● **EXERCISE DESCRIPTION**
Where the line with "a remote endpoint." appears below, start writing out lines exactly, and finish with the line with "by a reset.", which is included; write out nothing else.

● **RECORDS PROVIDED**
== Segment start ==

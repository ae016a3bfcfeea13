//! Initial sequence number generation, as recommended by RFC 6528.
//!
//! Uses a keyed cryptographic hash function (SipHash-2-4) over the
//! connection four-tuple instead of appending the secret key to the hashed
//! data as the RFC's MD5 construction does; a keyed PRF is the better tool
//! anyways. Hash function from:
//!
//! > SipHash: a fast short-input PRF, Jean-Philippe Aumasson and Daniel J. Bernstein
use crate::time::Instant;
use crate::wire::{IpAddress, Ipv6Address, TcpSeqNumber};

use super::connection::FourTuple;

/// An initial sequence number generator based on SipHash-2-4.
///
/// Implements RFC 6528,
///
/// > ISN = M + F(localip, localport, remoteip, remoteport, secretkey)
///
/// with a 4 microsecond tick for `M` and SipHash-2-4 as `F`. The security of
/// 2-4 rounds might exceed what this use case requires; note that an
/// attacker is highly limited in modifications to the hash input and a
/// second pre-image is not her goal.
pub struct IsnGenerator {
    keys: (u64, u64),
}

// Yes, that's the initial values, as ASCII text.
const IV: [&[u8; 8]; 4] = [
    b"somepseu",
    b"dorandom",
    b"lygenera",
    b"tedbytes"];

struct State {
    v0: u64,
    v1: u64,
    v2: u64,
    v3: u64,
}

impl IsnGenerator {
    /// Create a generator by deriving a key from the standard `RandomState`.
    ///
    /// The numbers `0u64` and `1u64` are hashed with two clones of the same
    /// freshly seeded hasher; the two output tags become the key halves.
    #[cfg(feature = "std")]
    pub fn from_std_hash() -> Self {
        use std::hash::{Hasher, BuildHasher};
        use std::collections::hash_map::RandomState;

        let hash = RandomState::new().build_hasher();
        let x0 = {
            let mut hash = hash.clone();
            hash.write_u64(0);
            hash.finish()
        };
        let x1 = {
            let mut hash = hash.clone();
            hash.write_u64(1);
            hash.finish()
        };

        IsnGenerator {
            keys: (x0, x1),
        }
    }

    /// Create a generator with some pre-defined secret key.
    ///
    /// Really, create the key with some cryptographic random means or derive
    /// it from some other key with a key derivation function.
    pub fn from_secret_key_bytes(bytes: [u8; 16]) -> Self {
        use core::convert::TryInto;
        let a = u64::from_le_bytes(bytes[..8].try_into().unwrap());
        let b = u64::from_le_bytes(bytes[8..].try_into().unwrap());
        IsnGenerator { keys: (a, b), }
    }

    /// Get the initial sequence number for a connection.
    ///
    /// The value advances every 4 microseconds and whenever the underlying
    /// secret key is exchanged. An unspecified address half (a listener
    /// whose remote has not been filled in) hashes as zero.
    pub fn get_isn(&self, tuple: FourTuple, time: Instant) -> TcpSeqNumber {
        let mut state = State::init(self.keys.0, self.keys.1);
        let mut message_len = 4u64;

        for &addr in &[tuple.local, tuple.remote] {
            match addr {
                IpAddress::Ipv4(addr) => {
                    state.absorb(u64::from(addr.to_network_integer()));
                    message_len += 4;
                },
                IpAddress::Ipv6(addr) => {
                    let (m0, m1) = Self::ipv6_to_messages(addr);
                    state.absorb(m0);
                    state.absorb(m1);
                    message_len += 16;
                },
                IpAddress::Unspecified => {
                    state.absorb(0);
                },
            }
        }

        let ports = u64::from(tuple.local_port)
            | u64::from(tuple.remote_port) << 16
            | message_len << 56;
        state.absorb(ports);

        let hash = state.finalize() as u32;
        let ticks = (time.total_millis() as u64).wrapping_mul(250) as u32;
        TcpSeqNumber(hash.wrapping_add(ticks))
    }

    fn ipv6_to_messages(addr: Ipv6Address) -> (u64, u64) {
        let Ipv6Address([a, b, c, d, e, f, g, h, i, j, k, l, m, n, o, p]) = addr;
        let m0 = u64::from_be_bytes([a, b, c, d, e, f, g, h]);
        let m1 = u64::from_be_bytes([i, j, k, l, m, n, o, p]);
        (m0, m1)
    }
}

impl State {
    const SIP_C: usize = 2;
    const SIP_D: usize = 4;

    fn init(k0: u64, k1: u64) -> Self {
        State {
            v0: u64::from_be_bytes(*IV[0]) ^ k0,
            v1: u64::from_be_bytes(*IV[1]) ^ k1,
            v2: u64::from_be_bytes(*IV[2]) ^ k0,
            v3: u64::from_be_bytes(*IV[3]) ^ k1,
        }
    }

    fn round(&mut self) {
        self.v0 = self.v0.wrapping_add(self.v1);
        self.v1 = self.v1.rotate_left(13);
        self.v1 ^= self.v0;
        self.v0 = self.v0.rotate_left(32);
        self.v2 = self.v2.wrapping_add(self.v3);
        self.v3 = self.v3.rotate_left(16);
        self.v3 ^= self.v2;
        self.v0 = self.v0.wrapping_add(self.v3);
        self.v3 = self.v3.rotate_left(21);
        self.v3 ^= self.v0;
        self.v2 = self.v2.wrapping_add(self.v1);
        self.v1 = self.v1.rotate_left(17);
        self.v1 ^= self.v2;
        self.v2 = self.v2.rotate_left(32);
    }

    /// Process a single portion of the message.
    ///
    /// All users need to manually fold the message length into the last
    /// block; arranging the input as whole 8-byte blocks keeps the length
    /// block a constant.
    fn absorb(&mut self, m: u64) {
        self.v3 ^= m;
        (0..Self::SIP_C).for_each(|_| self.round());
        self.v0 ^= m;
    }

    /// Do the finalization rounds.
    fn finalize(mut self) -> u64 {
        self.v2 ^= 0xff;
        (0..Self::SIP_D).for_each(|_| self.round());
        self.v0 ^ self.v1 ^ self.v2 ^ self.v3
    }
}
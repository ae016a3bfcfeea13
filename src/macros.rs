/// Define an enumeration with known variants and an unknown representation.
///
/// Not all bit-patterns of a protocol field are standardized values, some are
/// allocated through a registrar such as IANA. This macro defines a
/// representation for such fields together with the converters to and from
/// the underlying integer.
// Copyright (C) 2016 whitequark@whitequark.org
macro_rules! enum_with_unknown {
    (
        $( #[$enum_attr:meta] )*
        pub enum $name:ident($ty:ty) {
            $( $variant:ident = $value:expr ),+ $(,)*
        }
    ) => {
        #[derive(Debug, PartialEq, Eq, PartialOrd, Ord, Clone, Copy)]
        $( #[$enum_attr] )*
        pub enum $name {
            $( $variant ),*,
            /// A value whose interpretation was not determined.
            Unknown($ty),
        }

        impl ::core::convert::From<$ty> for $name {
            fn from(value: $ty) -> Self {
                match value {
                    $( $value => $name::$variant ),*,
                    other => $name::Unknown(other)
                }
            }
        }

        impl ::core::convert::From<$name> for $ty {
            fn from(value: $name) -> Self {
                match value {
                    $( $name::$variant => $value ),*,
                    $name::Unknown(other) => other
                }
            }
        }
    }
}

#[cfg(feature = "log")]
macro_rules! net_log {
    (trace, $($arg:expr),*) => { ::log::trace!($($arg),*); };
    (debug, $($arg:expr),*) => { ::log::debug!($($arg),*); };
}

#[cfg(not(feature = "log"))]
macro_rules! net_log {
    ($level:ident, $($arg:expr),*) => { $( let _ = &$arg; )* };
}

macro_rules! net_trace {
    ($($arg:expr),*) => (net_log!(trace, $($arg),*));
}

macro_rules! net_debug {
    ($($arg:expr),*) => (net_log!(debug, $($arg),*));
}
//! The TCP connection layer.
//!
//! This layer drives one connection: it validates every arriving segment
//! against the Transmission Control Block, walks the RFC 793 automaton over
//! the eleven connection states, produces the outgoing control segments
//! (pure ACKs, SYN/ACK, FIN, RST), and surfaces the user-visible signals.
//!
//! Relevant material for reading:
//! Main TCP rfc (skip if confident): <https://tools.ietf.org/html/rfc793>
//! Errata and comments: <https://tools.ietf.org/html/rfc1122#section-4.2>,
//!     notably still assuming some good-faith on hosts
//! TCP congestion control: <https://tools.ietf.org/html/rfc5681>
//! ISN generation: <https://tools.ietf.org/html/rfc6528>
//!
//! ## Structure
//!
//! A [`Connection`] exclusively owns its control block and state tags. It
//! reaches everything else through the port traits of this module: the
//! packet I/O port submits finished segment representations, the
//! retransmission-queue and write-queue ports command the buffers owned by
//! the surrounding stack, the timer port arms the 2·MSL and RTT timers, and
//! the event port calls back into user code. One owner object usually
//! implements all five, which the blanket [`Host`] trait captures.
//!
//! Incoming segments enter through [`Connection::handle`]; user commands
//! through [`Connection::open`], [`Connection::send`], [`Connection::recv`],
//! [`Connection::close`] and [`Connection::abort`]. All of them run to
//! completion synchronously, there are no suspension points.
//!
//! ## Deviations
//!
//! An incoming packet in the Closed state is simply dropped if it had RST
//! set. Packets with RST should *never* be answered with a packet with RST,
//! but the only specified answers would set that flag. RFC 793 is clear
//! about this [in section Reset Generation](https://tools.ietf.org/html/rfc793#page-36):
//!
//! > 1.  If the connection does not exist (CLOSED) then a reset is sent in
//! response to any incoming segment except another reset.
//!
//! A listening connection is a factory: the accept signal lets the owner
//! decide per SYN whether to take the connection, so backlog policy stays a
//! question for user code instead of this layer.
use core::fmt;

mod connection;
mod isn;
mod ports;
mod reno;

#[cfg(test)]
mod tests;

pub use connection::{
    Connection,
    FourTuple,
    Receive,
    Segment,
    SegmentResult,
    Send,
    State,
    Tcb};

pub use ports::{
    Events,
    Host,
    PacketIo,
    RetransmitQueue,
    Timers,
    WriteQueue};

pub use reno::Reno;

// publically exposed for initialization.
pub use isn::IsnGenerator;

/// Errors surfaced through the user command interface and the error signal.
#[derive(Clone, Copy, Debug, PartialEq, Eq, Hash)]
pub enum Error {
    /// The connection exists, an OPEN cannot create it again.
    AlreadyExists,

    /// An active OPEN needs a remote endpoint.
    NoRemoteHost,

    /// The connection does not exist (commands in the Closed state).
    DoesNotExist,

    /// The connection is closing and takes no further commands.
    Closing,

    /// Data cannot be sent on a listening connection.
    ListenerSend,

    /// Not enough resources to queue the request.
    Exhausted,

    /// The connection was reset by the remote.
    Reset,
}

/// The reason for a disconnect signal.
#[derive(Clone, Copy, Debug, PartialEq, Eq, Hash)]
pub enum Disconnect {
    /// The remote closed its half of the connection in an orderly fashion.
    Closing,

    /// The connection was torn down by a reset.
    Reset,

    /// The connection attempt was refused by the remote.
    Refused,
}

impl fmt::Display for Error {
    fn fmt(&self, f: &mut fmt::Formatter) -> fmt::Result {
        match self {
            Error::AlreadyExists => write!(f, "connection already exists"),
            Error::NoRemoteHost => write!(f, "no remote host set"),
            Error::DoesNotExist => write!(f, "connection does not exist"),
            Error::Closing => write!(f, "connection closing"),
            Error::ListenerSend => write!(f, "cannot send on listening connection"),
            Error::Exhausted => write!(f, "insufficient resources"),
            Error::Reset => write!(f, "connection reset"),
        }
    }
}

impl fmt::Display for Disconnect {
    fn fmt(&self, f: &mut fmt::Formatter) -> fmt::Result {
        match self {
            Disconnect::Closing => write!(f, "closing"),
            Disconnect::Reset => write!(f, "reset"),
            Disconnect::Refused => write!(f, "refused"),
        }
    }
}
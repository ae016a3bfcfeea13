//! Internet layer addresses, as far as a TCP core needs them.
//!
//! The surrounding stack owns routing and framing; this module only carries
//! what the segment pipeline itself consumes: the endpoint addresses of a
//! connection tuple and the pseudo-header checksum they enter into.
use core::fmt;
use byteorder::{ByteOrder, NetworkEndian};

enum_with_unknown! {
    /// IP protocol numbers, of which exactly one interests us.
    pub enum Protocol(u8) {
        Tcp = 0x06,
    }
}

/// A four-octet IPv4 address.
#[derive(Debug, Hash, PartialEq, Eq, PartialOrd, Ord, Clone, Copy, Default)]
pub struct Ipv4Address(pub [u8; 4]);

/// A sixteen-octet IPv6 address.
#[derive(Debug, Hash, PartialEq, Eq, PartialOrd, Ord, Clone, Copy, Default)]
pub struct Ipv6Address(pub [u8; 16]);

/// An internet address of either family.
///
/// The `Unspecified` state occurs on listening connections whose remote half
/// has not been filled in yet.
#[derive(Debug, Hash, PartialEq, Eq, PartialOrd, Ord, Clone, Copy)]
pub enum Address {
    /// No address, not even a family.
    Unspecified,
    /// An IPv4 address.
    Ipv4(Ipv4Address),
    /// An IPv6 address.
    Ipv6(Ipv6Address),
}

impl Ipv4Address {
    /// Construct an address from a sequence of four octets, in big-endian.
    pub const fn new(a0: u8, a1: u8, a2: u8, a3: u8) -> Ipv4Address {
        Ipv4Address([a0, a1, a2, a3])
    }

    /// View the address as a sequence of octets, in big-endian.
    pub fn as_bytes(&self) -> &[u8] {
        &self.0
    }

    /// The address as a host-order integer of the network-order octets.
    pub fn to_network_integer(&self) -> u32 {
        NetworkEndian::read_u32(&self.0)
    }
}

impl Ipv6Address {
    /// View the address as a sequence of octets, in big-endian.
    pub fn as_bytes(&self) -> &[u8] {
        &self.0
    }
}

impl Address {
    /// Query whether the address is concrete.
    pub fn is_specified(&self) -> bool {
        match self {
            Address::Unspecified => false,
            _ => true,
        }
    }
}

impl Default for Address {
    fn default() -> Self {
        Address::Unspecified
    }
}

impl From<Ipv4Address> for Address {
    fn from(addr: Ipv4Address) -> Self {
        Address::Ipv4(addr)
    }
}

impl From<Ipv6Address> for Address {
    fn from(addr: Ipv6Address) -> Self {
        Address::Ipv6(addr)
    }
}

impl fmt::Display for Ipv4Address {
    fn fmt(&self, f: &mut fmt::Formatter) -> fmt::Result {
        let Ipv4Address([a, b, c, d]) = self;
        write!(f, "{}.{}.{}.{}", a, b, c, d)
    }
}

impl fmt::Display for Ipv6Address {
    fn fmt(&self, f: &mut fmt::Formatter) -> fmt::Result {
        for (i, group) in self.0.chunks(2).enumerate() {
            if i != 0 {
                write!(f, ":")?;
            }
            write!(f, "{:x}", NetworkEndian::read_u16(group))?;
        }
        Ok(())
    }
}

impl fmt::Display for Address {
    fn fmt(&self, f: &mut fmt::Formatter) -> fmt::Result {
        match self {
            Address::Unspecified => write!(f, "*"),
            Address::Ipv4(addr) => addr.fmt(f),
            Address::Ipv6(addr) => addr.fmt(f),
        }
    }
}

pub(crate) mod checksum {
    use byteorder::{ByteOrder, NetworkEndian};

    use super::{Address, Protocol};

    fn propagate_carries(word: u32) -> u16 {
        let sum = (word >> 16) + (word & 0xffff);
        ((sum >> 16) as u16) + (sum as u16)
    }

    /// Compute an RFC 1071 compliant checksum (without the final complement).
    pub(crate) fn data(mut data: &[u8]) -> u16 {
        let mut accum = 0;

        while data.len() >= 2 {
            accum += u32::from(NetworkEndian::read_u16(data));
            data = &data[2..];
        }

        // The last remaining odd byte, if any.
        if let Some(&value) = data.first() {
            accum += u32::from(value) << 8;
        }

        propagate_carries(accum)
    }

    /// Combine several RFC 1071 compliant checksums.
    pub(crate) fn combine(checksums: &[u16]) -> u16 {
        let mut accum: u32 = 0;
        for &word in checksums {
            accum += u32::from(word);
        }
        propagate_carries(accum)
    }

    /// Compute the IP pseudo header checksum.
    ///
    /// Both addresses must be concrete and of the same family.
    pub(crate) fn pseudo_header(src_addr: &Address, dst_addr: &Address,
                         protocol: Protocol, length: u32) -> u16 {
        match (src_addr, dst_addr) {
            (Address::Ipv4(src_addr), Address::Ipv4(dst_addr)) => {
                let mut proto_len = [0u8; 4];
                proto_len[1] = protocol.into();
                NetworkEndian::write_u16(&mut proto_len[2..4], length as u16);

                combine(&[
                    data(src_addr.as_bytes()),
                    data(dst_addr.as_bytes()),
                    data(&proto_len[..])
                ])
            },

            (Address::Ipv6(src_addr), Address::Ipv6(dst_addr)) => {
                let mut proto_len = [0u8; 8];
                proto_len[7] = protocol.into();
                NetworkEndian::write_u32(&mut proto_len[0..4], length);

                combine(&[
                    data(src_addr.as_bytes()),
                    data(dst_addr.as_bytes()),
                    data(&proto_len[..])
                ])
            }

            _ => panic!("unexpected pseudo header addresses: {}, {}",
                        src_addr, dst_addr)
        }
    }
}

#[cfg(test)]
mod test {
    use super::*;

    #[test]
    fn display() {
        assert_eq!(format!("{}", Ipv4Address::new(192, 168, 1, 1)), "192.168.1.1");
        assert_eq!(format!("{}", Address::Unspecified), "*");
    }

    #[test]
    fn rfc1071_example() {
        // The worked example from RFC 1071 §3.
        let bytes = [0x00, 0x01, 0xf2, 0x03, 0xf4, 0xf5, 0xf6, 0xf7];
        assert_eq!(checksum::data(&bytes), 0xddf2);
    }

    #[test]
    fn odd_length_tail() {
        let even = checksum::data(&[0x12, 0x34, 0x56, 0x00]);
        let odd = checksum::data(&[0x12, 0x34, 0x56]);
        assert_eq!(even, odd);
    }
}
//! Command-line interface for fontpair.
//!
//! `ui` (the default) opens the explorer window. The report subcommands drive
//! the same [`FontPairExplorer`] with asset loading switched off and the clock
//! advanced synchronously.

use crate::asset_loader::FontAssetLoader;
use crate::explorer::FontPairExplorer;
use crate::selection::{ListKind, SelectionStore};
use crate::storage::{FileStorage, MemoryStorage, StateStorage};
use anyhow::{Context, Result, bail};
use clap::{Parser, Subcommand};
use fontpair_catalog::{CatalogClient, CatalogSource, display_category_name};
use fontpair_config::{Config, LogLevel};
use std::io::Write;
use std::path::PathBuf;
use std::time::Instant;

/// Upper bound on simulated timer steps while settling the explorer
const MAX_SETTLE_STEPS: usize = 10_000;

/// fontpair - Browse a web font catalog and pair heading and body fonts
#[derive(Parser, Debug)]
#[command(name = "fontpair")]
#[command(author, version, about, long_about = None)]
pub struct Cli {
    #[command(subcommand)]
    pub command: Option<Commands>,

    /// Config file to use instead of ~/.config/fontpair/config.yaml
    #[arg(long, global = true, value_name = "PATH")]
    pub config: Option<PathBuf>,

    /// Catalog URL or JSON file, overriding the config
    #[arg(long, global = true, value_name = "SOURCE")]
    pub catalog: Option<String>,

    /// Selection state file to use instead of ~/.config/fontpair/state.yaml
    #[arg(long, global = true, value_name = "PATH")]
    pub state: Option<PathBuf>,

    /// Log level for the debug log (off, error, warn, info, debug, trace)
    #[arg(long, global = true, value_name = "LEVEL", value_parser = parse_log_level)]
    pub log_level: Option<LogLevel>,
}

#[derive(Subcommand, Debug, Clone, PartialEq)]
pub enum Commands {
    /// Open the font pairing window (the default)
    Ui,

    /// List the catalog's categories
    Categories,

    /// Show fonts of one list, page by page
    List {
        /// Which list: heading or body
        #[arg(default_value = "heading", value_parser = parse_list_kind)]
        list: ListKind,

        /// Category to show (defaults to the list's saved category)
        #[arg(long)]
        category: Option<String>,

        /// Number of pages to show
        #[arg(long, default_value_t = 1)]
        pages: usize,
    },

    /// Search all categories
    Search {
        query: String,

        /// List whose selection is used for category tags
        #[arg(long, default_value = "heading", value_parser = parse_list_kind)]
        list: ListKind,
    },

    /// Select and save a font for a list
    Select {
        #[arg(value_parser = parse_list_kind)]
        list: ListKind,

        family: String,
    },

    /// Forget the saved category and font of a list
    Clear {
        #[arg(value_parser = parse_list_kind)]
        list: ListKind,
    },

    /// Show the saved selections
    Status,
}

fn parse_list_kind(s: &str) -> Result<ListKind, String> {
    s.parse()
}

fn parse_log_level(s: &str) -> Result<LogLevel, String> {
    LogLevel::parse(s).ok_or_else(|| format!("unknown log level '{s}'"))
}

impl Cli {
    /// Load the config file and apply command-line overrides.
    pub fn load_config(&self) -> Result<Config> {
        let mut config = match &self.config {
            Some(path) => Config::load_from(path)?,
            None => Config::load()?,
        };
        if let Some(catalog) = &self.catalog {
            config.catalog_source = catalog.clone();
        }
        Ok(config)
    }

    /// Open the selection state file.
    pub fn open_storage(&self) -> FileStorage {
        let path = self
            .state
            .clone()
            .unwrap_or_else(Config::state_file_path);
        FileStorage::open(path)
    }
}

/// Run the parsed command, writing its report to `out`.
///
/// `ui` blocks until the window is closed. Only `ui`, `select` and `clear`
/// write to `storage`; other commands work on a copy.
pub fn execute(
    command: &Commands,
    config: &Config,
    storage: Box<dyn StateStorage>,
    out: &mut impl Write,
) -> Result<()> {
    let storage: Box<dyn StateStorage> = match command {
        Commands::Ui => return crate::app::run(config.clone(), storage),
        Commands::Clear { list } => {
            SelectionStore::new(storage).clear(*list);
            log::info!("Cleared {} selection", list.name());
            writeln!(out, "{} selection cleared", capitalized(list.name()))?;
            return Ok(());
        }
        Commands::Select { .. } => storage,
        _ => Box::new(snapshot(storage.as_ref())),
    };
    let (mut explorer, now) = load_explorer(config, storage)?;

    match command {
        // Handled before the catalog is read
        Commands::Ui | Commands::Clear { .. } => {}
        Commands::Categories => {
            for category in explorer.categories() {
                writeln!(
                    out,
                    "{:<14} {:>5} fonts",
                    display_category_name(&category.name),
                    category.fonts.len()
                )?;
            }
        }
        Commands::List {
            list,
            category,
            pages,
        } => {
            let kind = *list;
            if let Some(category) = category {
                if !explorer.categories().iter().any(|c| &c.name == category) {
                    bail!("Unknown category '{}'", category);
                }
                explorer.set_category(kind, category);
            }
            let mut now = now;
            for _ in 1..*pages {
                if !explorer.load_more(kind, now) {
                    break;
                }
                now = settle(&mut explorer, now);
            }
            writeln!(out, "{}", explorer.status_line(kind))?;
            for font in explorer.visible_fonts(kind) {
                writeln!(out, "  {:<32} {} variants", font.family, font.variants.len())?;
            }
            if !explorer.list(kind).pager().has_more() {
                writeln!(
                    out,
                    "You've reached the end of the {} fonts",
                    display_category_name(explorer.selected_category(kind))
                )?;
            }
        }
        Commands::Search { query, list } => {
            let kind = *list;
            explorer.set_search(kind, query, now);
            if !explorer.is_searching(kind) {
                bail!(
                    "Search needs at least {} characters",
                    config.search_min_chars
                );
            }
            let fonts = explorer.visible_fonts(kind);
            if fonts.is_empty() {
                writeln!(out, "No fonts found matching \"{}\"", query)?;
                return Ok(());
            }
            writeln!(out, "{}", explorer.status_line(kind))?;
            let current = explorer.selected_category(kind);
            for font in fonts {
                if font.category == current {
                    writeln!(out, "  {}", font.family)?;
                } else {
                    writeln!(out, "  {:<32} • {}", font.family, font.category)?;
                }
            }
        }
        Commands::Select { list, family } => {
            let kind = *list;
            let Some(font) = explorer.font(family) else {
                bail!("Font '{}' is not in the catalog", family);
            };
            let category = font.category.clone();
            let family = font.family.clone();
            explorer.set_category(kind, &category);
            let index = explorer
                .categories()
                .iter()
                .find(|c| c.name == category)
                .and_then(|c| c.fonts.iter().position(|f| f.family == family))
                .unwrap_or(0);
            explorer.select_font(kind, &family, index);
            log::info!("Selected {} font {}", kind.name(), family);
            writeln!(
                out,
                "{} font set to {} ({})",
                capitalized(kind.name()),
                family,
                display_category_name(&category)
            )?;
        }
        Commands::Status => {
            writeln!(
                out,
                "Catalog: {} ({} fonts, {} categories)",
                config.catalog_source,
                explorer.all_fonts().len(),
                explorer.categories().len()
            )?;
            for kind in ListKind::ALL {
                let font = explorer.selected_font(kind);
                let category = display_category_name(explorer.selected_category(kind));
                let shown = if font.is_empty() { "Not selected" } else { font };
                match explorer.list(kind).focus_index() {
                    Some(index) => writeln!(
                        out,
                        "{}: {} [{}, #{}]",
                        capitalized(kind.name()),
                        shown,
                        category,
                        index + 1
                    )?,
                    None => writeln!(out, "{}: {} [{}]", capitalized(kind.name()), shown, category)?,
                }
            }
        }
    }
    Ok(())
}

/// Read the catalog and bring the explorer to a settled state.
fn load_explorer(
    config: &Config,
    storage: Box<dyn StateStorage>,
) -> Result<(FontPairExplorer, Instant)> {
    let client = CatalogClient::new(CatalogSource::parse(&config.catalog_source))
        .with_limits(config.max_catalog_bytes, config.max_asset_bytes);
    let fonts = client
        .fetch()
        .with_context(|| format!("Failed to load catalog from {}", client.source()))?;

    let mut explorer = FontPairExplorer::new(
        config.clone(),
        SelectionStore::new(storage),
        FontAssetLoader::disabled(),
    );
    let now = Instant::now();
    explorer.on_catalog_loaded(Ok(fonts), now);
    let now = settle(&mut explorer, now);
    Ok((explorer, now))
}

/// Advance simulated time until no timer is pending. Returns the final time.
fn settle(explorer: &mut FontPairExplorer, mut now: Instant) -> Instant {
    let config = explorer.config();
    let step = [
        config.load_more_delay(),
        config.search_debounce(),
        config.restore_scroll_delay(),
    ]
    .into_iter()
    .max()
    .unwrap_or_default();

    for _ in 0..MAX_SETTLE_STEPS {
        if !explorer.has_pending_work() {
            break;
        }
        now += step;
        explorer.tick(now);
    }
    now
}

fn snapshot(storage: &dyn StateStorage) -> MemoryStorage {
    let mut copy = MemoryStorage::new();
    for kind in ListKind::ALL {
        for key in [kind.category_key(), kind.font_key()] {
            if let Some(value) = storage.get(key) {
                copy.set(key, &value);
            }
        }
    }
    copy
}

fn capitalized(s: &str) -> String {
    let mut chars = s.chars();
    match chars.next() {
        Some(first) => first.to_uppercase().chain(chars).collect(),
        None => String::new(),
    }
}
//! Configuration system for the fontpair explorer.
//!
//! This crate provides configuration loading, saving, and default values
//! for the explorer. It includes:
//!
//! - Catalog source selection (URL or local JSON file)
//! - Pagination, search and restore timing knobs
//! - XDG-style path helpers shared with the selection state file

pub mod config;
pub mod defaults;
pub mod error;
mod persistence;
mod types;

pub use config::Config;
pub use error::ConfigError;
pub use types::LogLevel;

== Segment end ==

● **FINISHED EXERCISE**
    /// An active OPEN needs a remote endpoint.
    NoRemoteHost,

    /// The connection does not exist (commands in the Closed state).
    DoesNotExist,

    /// The connection is closing and takes no further commands.
    Closing,

    /// Data cannot be sent on a listening connection.
    ListenerSend,

    /// Not enough resources to queue the request.
    Exhausted,

    /// The connection was reset by the remote.
    Reset,
}

/// The reason for a disconnect signal.
#[derive(Clone, Copy, Debug, PartialEq, Eq, Hash)]
pub enum Disconnect {
    /// The remote closed its half of the connection in an orderly fashion.
    Closing,

    /// The connection was torn down by a reset.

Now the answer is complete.